Data for review
------------------------------------------------------------

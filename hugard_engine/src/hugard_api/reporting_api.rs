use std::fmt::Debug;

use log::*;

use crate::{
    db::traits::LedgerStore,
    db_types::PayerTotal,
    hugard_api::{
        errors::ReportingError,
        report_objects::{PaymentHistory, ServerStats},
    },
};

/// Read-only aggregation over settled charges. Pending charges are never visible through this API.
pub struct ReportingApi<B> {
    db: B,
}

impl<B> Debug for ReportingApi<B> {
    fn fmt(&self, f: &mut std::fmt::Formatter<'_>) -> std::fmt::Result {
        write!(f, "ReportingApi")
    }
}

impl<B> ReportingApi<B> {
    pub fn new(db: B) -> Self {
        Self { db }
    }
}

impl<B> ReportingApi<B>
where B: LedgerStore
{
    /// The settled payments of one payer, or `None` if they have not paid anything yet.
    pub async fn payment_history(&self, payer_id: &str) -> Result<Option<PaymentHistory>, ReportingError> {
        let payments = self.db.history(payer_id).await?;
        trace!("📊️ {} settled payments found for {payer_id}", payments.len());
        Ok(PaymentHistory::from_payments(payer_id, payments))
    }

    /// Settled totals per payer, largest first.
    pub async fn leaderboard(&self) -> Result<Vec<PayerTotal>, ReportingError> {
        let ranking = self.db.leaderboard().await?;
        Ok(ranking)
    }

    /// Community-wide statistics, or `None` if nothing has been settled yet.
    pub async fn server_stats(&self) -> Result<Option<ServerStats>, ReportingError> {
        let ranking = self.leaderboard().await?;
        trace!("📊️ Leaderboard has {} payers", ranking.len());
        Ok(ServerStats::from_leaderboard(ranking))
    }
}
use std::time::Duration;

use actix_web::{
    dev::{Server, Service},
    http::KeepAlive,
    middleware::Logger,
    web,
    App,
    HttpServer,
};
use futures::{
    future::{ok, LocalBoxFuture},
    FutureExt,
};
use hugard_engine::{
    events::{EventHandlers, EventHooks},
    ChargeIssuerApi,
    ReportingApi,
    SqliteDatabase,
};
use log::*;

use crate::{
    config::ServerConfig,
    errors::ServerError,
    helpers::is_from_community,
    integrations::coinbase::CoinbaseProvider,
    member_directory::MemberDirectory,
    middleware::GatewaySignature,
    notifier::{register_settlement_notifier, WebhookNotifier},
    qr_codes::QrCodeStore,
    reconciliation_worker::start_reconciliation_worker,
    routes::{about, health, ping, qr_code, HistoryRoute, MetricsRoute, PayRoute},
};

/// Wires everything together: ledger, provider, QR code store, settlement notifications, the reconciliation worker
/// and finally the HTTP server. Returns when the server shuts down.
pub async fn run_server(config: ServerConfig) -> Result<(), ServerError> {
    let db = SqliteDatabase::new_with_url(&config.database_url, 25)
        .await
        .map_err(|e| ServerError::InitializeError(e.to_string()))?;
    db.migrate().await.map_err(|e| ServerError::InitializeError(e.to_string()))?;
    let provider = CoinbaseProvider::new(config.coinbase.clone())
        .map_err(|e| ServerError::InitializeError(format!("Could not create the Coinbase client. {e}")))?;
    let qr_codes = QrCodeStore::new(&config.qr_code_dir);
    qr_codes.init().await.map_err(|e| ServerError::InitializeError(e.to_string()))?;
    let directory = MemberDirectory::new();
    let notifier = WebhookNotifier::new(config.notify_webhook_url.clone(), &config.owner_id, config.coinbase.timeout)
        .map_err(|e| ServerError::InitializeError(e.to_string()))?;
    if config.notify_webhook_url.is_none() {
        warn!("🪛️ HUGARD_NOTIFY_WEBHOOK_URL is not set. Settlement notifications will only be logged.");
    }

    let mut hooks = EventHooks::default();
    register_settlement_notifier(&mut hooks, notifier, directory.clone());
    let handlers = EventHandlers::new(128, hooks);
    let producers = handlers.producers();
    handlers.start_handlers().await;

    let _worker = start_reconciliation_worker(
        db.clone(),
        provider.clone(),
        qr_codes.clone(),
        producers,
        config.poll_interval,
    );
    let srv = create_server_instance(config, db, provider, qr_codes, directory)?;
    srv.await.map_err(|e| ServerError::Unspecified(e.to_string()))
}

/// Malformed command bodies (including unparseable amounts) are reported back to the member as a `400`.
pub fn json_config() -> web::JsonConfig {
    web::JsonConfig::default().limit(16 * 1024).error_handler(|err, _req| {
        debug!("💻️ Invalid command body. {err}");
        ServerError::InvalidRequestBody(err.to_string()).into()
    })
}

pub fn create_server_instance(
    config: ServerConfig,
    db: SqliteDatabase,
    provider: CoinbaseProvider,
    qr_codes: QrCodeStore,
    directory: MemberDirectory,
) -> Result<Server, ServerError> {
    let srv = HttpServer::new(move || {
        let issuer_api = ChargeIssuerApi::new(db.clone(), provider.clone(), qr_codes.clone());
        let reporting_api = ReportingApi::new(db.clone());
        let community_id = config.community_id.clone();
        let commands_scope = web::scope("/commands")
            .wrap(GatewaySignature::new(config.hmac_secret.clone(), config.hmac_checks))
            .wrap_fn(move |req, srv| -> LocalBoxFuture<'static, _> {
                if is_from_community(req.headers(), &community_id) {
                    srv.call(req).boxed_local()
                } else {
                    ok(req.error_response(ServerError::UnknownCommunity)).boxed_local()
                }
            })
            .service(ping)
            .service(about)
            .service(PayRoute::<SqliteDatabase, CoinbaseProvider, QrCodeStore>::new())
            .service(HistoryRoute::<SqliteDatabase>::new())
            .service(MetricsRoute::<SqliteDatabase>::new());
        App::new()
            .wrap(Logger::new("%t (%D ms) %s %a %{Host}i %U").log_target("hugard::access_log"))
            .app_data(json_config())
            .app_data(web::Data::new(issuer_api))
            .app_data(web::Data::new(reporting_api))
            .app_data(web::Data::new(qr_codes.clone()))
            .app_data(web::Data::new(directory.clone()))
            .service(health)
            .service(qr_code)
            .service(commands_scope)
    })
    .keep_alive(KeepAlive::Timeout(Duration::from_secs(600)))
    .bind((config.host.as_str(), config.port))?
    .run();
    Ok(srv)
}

------------------------------------------------------------

About this exercise
Collect each line above holding the string "EventHandlers".

Answer area
    events::{EventHandlers, EventHooks},
    let handlers = EventHandlers::new(128, hooks);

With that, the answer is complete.